[Foto: Agricultura familiar / Divulgação /Codevasf]
Pequenos e médios produtores enfrentam uma série de dificuldades para cumprir as garantias exigidas pelo setor financeiro para viabilizar o crédito. Uma possível forma de melhorar as condições de acesso ao Programa ABC e ao Pronaf seria ampliar o papel do BNDES para além do repasse de recursos, de forma que atue também como garantidor. Isso contribuiria para a fixação do homem no campo, ampliaria a produção de alimentos com baixo impacto ambiental e promoveria o desenvolvimento econômico nas regiões rurais
Em plena pandemia, ficou ainda mais perceptível a importância da alimentação na vida das pessoas. Com as medidas de restrições de mobilidade, fechamento de lojas, bares, restaurantes, shopping centers e distanciamento social, além da permanência de boa parte da população em seus lares, o cuidado com o suprimento, preparo e consumo de alimentos passou a ser parte fundamental da rotina de todos nós.
A agricultura vem exercendo um papel-chave na oferta de alimentos, em particular os frescos. E, como setor essencial, tem garantido empregos e renda no campo e nas cidades para todos que fazem parte de sua cadeia de produção, distribuição e comercialização.
Fica evidente a relevância do setor e, em especial no atual contexto, a grande importância socioeconômica da agricultura familiar. Este segmento recebe, no mundo inteiro, o apoio de políticas públicas para dar conta de investir, avançar tecnologicamente e competir com médios e pequenos agricultores.
Diante da situação desafiadora da atual pandemia, a política pública torna-se ainda mais relevante para a sobrevivência, a geração de emprego e de renda e a contribuição dos agricultores familiares para a alimentação e para a saúde da população. Com isso, ganha destaque a questão do crédito e, em particular, de um sistema de garantias que permita o melhor e efetivo acesso a esse recurso por parte desses produtores.
As recentes medidas de emergência tomadas pelo governo para apoiar os mais afetados pela pandemia, seja empresas, seja pessoas físicas, evidenciaram a dificuldade de acesso efetivo ao crédito, prejudicando parcialmente os objetivos dessas próprias medidas.
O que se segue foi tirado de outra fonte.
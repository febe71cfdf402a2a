//! In-memory account store.
//!
//! Accounts live in a `HashMap` guarded by a `tokio::sync::RwLock`. Nothing is
//! durable; it backs local runs without a database and the test suite.

use async_trait::async_trait;
use std::collections::hash_map::Entry;
use std::collections::HashMap;
use tokio::sync::RwLock;

use super::{AccountStore, StoreResult};
use crate::account::Account;
use crate::error::StoreError;

#[derive(Debug, Default)]
pub struct InMemoryAccountStore {
    accounts: RwLock<HashMap<String, Account>>,
}

impl InMemoryAccountStore {
    pub fn new() -> Self {
        Self::default()
    }

    pub async fn len(&self) -> usize {
        self.accounts.read().await.len()
    }

    pub async fn is_empty(&self) -> bool {
        self.accounts.read().await.is_empty()
    }
}

#[async_trait]
impl AccountStore for InMemoryAccountStore {
    async fn save(&self, account: Account) -> StoreResult<()> {
        let mut accounts = self.accounts.write().await;
        match accounts.entry(account.email.clone()) {
            Entry::Occupied(entry) => Err(StoreError::Conflict(entry.key().clone())),
            Entry::Vacant(entry) => {
                entry.insert(account);
                Ok(())
            }
        }
    }

    async fn find_by_email(&self, email: &str) -> StoreResult<Account> {
        self.accounts
            .read()
            .await
            .get(email)
            .cloned()
            .ok_or_else(|| StoreError::NotFound(email.to_string()))
    }
}

#[cfg(test)]
mod tests {
    use super::*;
    use crate::account::ProfileAttributes;

    fn account(email: &str) -> Account {
        Account::new(
            email.to_string(),
            ProfileAttributes {
                first_name: "Alice".to_string(),
                last_name: "Liddell".to_string(),
            },
            "$2b$04$hash".to_string(),
        )
    }

    #[tokio::test]
    async fn save_then_find() {
        let store = InMemoryAccountStore::new();
        store.save(account("alice@example.com")).await.unwrap();

        let found = store.find_by_email("alice@example.com").await.unwrap();
        assert_eq!(found.email, "alice@example.com");
        assert_eq!(store.len().await, 1);
    }

    #[tokio::test]
    async fn duplicate_email_conflicts() {
        let store = InMemoryAccountStore::new();
        store.save(account("alice@example.com")).await.unwrap();

        let result = store.save(account("alice@example.com")).await;
        assert!(matches!(result, Err(StoreError::Conflict(_))));
        assert_eq!(store.len().await, 1);
    }

    #[tokio::test]
    async fn missing_email_is_not_found() {
        let store = InMemoryAccountStore::new();
        assert!(store.is_empty().await);

        let result = store.find_by_email("nobody@example.com").await;
        assert!(matches!(result, Err(StoreError::NotFound(_))));
    }
}
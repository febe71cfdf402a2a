/// Middleware module
///
/// Access-token authentication for protected routes.

mod jwt_middleware;

pub use jwt_middleware::JwtMiddleware;
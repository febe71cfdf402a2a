/// Account storage
///
/// The credential core only needs two operations from storage: insert a new
/// account (failing on a duplicate key) and look one up by its key.

use async_trait::async_trait;

use crate::account::Account;
use crate::error::StoreError;

mod memory;
mod postgres;

pub use memory::InMemoryAccountStore;
pub use postgres::PostgresAccountStore;

pub type StoreResult<T> = Result<T, StoreError>;

#[async_trait]
pub trait AccountStore: Send + Sync {
    /// Insert a new account; `Conflict` if the email is taken
    async fn save(&self, account: Account) -> StoreResult<()>;

    /// Look an account up by email; `NotFound` if absent
    async fn find_by_email(&self, email: &str) -> StoreResult<Account>;
}
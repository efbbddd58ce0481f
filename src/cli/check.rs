//! Check command - runs the safety checker on a command line

use falco_responder::mapper::SafetyChecker;

pub fn run(command: &str) -> anyhow::Result<()> {
    let checker = SafetyChecker::default();
    match checker.check(command) {
        Ok(()) => {
            println!("✅ Command passes safety checks");
            Ok(())
        }
        Err(violation) => {
            println!("❌ Unsafe command: {}", violation);
            std::process::exit(1);
        }
    }
}
//! Map command - dry mapping of a finding file

use anyhow::Context;
use falco_responder::config::Settings;
use falco_responder::mapper::{base_mode, CommandMapper, MappingContext};
use falco_responder::Finding;
use std::path::Path;

pub async fn run(file: &Path, config: Option<&Path>, auto_execute: bool, json: bool) -> anyhow::Result<()> {
    let settings = Settings::load(config)?;
    let content = std::fs::read_to_string(file).with_context(|| format!("failed to read {}", file.display()))?;
    // YAML parsing also covers JSON input
    let mut finding: Finding =
        serde_yaml::from_str(&content).with_context(|| format!("invalid finding in {}", file.display()))?;
    finding.normalize();

    let mapper = CommandMapper::new(settings.mapper);
    let ctx = MappingContext {
        auto_execute,
        ..Default::default()
    };
    let commands = mapper.map(&finding, &ctx);

    if json {
        println!("{}", serde_json::to_string_pretty(&commands)?);
        return Ok(());
    }

    println!("🔎 {} [{}] confidence {:.2}", finding.summary, finding.risk_level, finding.confidence);
    println!("   base mode: {}", base_mode(finding.risk_level, &ctx));
    if commands.is_empty() {
        println!("\nNo response commands mapped");
        return Ok(());
    }

    for (i, cmd) in commands.iter().enumerate() {
        let validation = mapper.validate_command(cmd);
        println!(
            "\n{}. {} ({}, {} priority, {} mode, risk {})",
            i + 1,
            cmd.id(),
            cmd.category(),
            cmd.priority(),
            cmd.mode(),
            cmd.risk_level()
        );
        println!("   $ {}", cmd.command());
        if let Some(rollback) = cmd.rollback() {
            println!("   ↩ {}", rollback);
        }
        if cmd.requires_sudo() {
            println!("   🔑 requires elevated privileges");
        }
        if !cmd.dependencies().is_empty() {
            println!("   after: {}", cmd.dependencies().join(", "));
        }
        let mark = if validation.valid { "✅" } else { "❌" };
        println!("   {} {}", mark, cmd.description());
        for e in &validation.errors {
            println!("   error: {}", e);
        }
        for w in &validation.warnings {
            println!("   warning: {}", w);
        }
        for r in &validation.recommendations {
            println!("   hint: {}", r);
        }
    }
    Ok(())
}
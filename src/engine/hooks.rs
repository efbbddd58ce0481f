//! Engine callback hooks

use super::audit::AuditEntry;
use super::state::{ExecutionContext, ExecutionStatus};
use crate::mapper::MappedCommand;
use chrono::{DateTime, Utc};
use serde::Serialize;
use std::sync::Arc;

#[derive(Debug, Clone, Copy, PartialEq, Eq, Serialize)]
#[serde(rename_all = "SCREAMING_SNAKE_CASE")]
pub enum NotificationKind {
    ExecutionStarted,
    ExecutionCompleted,
    ExecutionFailed,
    ExecutionTimeout,
    ExecutionCancelled,
    RollbackStarted,
    RollbackCompleted,
    RollbackFailed,
}

impl NotificationKind {
    pub fn for_status(status: ExecutionStatus) -> Self {
        match status {
            ExecutionStatus::Pending | ExecutionStatus::Running => NotificationKind::ExecutionStarted,
            ExecutionStatus::Completed => NotificationKind::ExecutionCompleted,
            ExecutionStatus::Failed => NotificationKind::ExecutionFailed,
            ExecutionStatus::Timeout => NotificationKind::ExecutionTimeout,
            ExecutionStatus::Cancelled => NotificationKind::ExecutionCancelled,
            ExecutionStatus::Rollback => NotificationKind::RollbackStarted,
            ExecutionStatus::RollbackCompleted => NotificationKind::RollbackCompleted,
            ExecutionStatus::RollbackFailed => NotificationKind::RollbackFailed,
        }
    }
}

/// Execution lifecycle event
#[derive(Debug, Clone, Serialize)]
pub struct Notification {
    pub event_type: NotificationKind,
    pub command_id: String,
    pub status: ExecutionStatus,
    pub timestamp: DateTime<Utc>,
}

pub type ApprovalCallback =
    Arc<dyn Fn(&MappedCommand, &ExecutionContext) -> anyhow::Result<()> + Send + Sync>;
pub type NotificationCallback = Arc<dyn Fn(&Notification) -> anyhow::Result<()> + Send + Sync>;
pub type AuditCallback = Arc<dyn Fn(&AuditEntry) -> anyhow::Result<()> + Send + Sync>;

#[derive(Clone, Default)]
pub struct EngineHooks {
    pub approval: Vec<ApprovalCallback>,
    pub notification: Vec<NotificationCallback>,
    pub audit: Vec<AuditCallback>,
}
Essa situação também ajuda a compreender melhor um dos desafios da agricultura de pequeno porte, em que o acesso ao crédito ainda é um impeditivo para muitos.
Apesar desse cenário, o biênio 2019/2020 teve um desempenho melhor do que os anos anteriores em relação à contratação de crédito pela agricultura de pequeno porte. A Secretaria de Política Agrícola do Ministério da Agricultura, Pecuária e Abastecimento (MAPA) anunciou em julho de 2020 que cerca de R$ 191,8 bilhões, dos R$ 225,59 bilhões do Plano Safra programados para 2019/2020, foram contratados entre julho do ano passado e junho deste ano.
Do total contratado, os valores destinados ao Programa ABC, linha de crédito do Plano Setorial de Mitigação e de Adaptação às Mudanças Climáticas para a Consolidação de uma Economia de Baixa Emissão de Carbono na Agricultura (Plano ABC), somam R$ 2,07 bilhões, o que corresponde a 99% do total disponibilizado de R$ 2,1 bilhões para essa finalidade.
Esse excelente desempenho, contudo, não foi observado nos anos anteriores. Somando os recursos das safras de 2010/2011 até 2018/2019, o total desembolsado pelo Programa – R$ 18,82 bilhões – correspondeu a apenas 68% do disponibilizado, de R$ 27,58 bilhões, segundo estudo do Observatório ABC.
O Plano ABC previa um volume total de R$ 183 bilhões de crédito rural para adoção de suas práticas no período de 2010 a 2020, sendo R$ 152 bilhões de recursos para médios e grandes produtores e R$ 31 bilhões destinados à agricultura familiar, via Programa Nacional de Fortalecimento da Agricultura Familiar (Pronaf). Neste último caso, os recursos para práticas da agricultura de baixo carbono podem ser obtidos via linhas como o Pronaf-Eco e o Pronaf-Florestas.
O histórico de contratação menor que o valor providenciado nos anos anteriores evidencia a necessidade de se aprimorar o Programa ABC. Ao mesmo tempo, é notória a dificuldade de disponibilizar recursos públicos para cumprir as metas do Plano ABC, uma vez que o montante acumulado de recursos disponibilizado é bem inferior ao previsto no desenho inicial do plano. Essas constatações se somam à percepção de que o acesso ao crédito rural como um todo, como também ao Programa ABC, ainda possui muitas barreiras.
A boa notícia é que o Plano Safra 2020/21, anunciado em abril – que contará com R$ 236,3 bilhões para apoiar a produção agropecuária nacional, um aumento de R$ 13,5 bilhões em relação ao plano anterior – apresentou um aumento de 20% dos recursos destinados ao Programa ABC. A redução da taxa de juros é outro indicativo de diferenciação desse Programa, que possui as menores taxas após o Pronaf. Além disso, o ABC Ambiental agora permite também financiar a aquisição de Cotas de Reserva Ambiental (CRA) para compensação de áreas de Reserva Legal.
Esses avanços, apesar de muito bem-vindos, ainda não são suficientes para solucionar a dificuldade que pequenos e médios produtores enfrentam em cumprir as garantias exigidas pelo setor financeiro para viabilizar o crédito.
Nesse sentido, uma possível forma de melhorar as condições de acesso ao Programa ABC e ao Pronaf seria ampliar o papel do BNDES para além do repasse de recursos, de forma que atue também como garantidor, complementando as garantias exigidas pelo agente financeiro para a concessão de crédito.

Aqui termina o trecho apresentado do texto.